**REQUIREMENT**
Give the records again, every one, exactly.

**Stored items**
· · · ·

//! Batched reads through Multicall3.
//!
//! Many independent read calls are folded into a single `aggregate3` call.
//! Results come back in call order and carry no identifier, so every decoder
//! in this module walks them positionally against the layout it submitted.

use crate::contracts::{self, ContractError};
use dex_delivery::ChainClient;
use dex_types::abi::{IMulticall3, IRouter, IERC20};
use dex_types::{Address, Call, CallResult, TokenBalance, U256};
use std::sync::Arc;
use thiserror::Error;

/// Name reported for a token whose `name()` call failed.
pub const UNKNOWN_TOKEN_NAME: &str = "Unknown";
/// Decimals assumed for a token whose `decimals()` call failed.
pub const DEFAULT_DECIMALS: u8 = 18;

/// Errors that abort a whole batch.
#[derive(Debug, Error)]
pub enum MulticallError {
	#[error("Aggregate call failed: {0}")]
	Contract(#[from] ContractError),
	#[error("Multicall returned {actual} results for {expected} calls")]
	LengthMismatch { expected: usize, actual: usize },
}

/// Dispatches `aggregate3` batches against one Multicall3 deployment.
#[derive(Clone)]
pub struct MulticallBatcher {
	client: Arc<dyn ChainClient>,
	address: Address,
}

impl MulticallBatcher {
	pub fn new(client: Arc<dyn ChainClient>, address: Address) -> Self {
		Self { client, address }
	}

	pub fn address(&self) -> Address {
		self.address
	}

	/// Executes `calls` as one `aggregate3` call.
	///
	/// The returned results are in the same order as `calls`. A call with
	/// `allow_failure` set yields a failed [`CallResult`] instead of aborting
	/// the batch; callers must check `success` before decoding.
	pub async fn batch(&self, calls: Vec<Call>) -> Result<Vec<CallResult>, MulticallError> {
		if calls.is_empty() {
			return Ok(Vec::new());
		}

		let expected = calls.len();
		let request = IMulticall3::aggregate3Call {
			calls: calls.into_iter().map(Into::into).collect(),
		};
		let results = contracts::read(self.client.as_ref(), self.address, &request).await?;

		if results.len() != expected {
			return Err(MulticallError::LengthMismatch {
				expected,
				actual: results.len(),
			});
		}

		tracing::debug!(calls = expected, "Multicall batch completed");
		Ok(results.into_iter().map(CallResult::from).collect())
	}

	/// Name, decimals and balance of `owner` for each token, in one batch.
	///
	/// Failed sub-calls fall back to `"Unknown"`, 18 decimals and a zero
	/// balance, each logged as a warning.
	pub async fn token_balances(
		&self,
		owner: Address,
		tokens: &[Address],
	) -> Result<Vec<TokenBalance>, MulticallError> {
		let mut calls = Vec::with_capacity(tokens.len() * 3);
		for token in tokens {
			calls.push(Call::new(*token, &IERC20::nameCall {}));
			calls.push(Call::new(*token, &IERC20::decimalsCall {}));
			calls.push(Call::new(*token, &IERC20::balanceOfCall { owner }));
		}

		let results = self.batch(calls).await?;
		Ok(tokens
			.iter()
			.zip(results.chunks_exact(3))
			.map(|(token, triple)| decode_token_balance(*token, triple))
			.collect())
	}

	/// Router `getAmountsOut` for each `(amount, route)` pair, in one batch.
	///
	/// Each entry is the final amount of the route, or `None` when the router
	/// could not quote it.
	pub async fn amounts_out(
		&self,
		router: Address,
		requests: &[(U256, IRouter::Route)],
	) -> Result<Vec<Option<U256>>, MulticallError> {
		let calls = requests
			.iter()
			.map(|(amount, route)| {
				Call::new(
					router,
					&IRouter::getAmountsOutCall {
						amountIn: *amount,
						routes: vec![route.clone()],
					},
				)
			})
			.collect();

		let results = self.batch(calls).await?;
		Ok(results
			.iter()
			.map(|result| match result.decode::<IRouter::getAmountsOutCall>() {
				Ok(amounts) => amounts.last().copied(),
				Err(e) => {
					tracing::warn!(error = %e, "No router quote");
					None
				},
			})
			.collect())
	}
}

fn decode_token_balance(token: Address, triple: &[CallResult]) -> TokenBalance {
	let name = triple[0]
		.decode::<IERC20::nameCall>()
		.unwrap_or_else(|e| {
			tracing::warn!(%token, error = %e, "Using default token name");
			UNKNOWN_TOKEN_NAME.to_string()
		});
	let decimals = triple[1]
		.decode::<IERC20::decimalsCall>()
		.unwrap_or_else(|e| {
			tracing::warn!(%token, error = %e, "Using default decimals");
			DEFAULT_DECIMALS
		});
	let amount = triple[2]
		.decode::<IERC20::balanceOfCall>()
		.unwrap_or_else(|e| {
			tracing::warn!(%token, error = %e, "Using zero balance");
			U256::ZERO
		});

	TokenBalance {
		token,
		name,
		decimals,
		amount,
	}
}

· · · ·

**TASK ANSWER**
//! Batched reads through Multicall3.
//!
//! Many independent read calls are folded into a single `aggregate3` call.
//! Results come back in call order and carry no identifier, so every decoder
//! in this module walks them positionally against the layout it submitted.

use crate::contracts::{self, ContractError};
use dex_delivery::ChainClient;
use dex_types::abi::{IMulticall3, IRouter, IERC20};
use dex_types::{Address, Call, CallResult, TokenBalance, U256};
use std::sync::Arc;
use thiserror::Error;

/// Name reported for a token whose `name()` call failed.
pub const UNKNOWN_TOKEN_NAME: &str = "Unknown";
/// Decimals assumed for a token whose `decimals()` call failed.
pub const DEFAULT_DECIMALS: u8 = 18;

/// Errors that abort a whole batch.
#[derive(Debug, Error)]
pub enum MulticallError {
	#[error("Aggregate call failed: {0}")]
	Contract(#[from] ContractError),
	#[error("Multicall returned {actual} results for {expected} calls")]
	LengthMismatch { expected: usize, actual: usize },
}

/// Dispatches `aggregate3` batches against one Multicall3 deployment.
#[derive(Clone)]
pub struct MulticallBatcher {
	client: Arc<dyn ChainClient>,
	address: Address,
}

impl MulticallBatcher {
	pub fn new(client: Arc<dyn ChainClient>, address: Address) -> Self {
		Self { client, address }
	}

	pub fn address(&self) -> Address {
		self.address
	}

	/// Executes `calls` as one `aggregate3` call.
	///
	/// The returned results are in the same order as `calls`. A call with
	/// `allow_failure` set yields a failed [`CallResult`] instead of aborting
	/// the batch; callers must check `success` before decoding.
	pub async fn batch(&self, calls: Vec<Call>) -> Result<Vec<CallResult>, MulticallError> {
		if calls.is_empty() {
			return Ok(Vec::new());
		}

		let expected = calls.len();
		let request = IMulticall3::aggregate3Call {
			calls: calls.into_iter().map(Into::into).collect(),
		};
		let results = contracts::read(self.client.as_ref(), self.address, &request).await?;

		if results.len() != expected {
			return Err(MulticallError::LengthMismatch {
				expected,
				actual: results.len(),
			});
		}

		tracing::debug!(calls = expected, "Multicall batch completed");
		Ok(results.into_iter().map(CallResult::from).collect())
	}

	/// Name, decimals and balance of `owner` for each token, in one batch.
	///
	/// Failed sub-calls fall back to `"Unknown"`, 18 decimals and a zero
	/// balance, each logged as a warning.
	pub async fn token_balances(
		&self,
		owner: Address,
		tokens: &[Address],
	) -> Result<Vec<TokenBalance>, MulticallError> {
		let mut calls = Vec::with_capacity(tokens.len() * 3);
		for token in tokens {
			calls.push(Call::new(*token, &IERC20::nameCall {}));
			calls.push(Call::new(*token, &IERC20::decimalsCall {}));
			calls.push(Call::new(*token, &IERC20::balanceOfCall { owner }));
		}

		let results = self.batch(calls).await?;
		Ok(tokens
			.iter()
			.zip(results.chunks_exact(3))
			.map(|(token, triple)| decode_token_balance(*token, triple))
			.collect())
	}

	/// Router `getAmountsOut` for each `(amount, route)` pair, in one batch.
	///
	/// Each entry is the final amount of the route, or `None` when the router
	/// could not quote it.
	pub async fn amounts_out(
		&self,
		router: Address,
		requests: &[(U256, IRouter::Route)],
	) -> Result<Vec<Option<U256>>, MulticallError> {
		let calls = requests
			.iter()
			.map(|(amount, route)| {
				Call::new(
					router,
					&IRouter::getAmountsOutCall {
						amountIn: *amount,
						routes: vec![route.clone()],
					},
				)
			})
			.collect();

		let results = self.batch(calls).await?;
		Ok(results
			.iter()
			.map(|result| match result.decode::<IRouter::getAmountsOutCall>() {
				Ok(amounts) => amounts.last().copied(),
				Err(e) => {
					tracing::warn!(error = %e, "No router quote");
					None
				},
			})
			.collect())
	}
}

fn decode_token_balance(token: Address, triple: &[CallResult]) -> TokenBalance {
	let name = triple[0]
		.decode::<IERC20::nameCall>()
		.unwrap_or_else(|e| {
			tracing::warn!(%token, error = %e, "Using default token name");
			UNKNOWN_TOKEN_NAME.to_string()
		});
	let decimals = triple[1]
		.decode::<IERC20::decimalsCall>()
		.unwrap_or_else(|e| {
			tracing::warn!(%token, error = %e, "Using default decimals");
			DEFAULT_DECIMALS
		});
	let amount = triple[2]
		.decode::<IERC20::balanceOfCall>()
		.unwrap_or_else(|e| {
			tracing::warn!(%token, error = %e, "Using zero balance");
			U256::ZERO
		});

	TokenBalance {
		token,
		name,
		decimals,
		amount,
	}
}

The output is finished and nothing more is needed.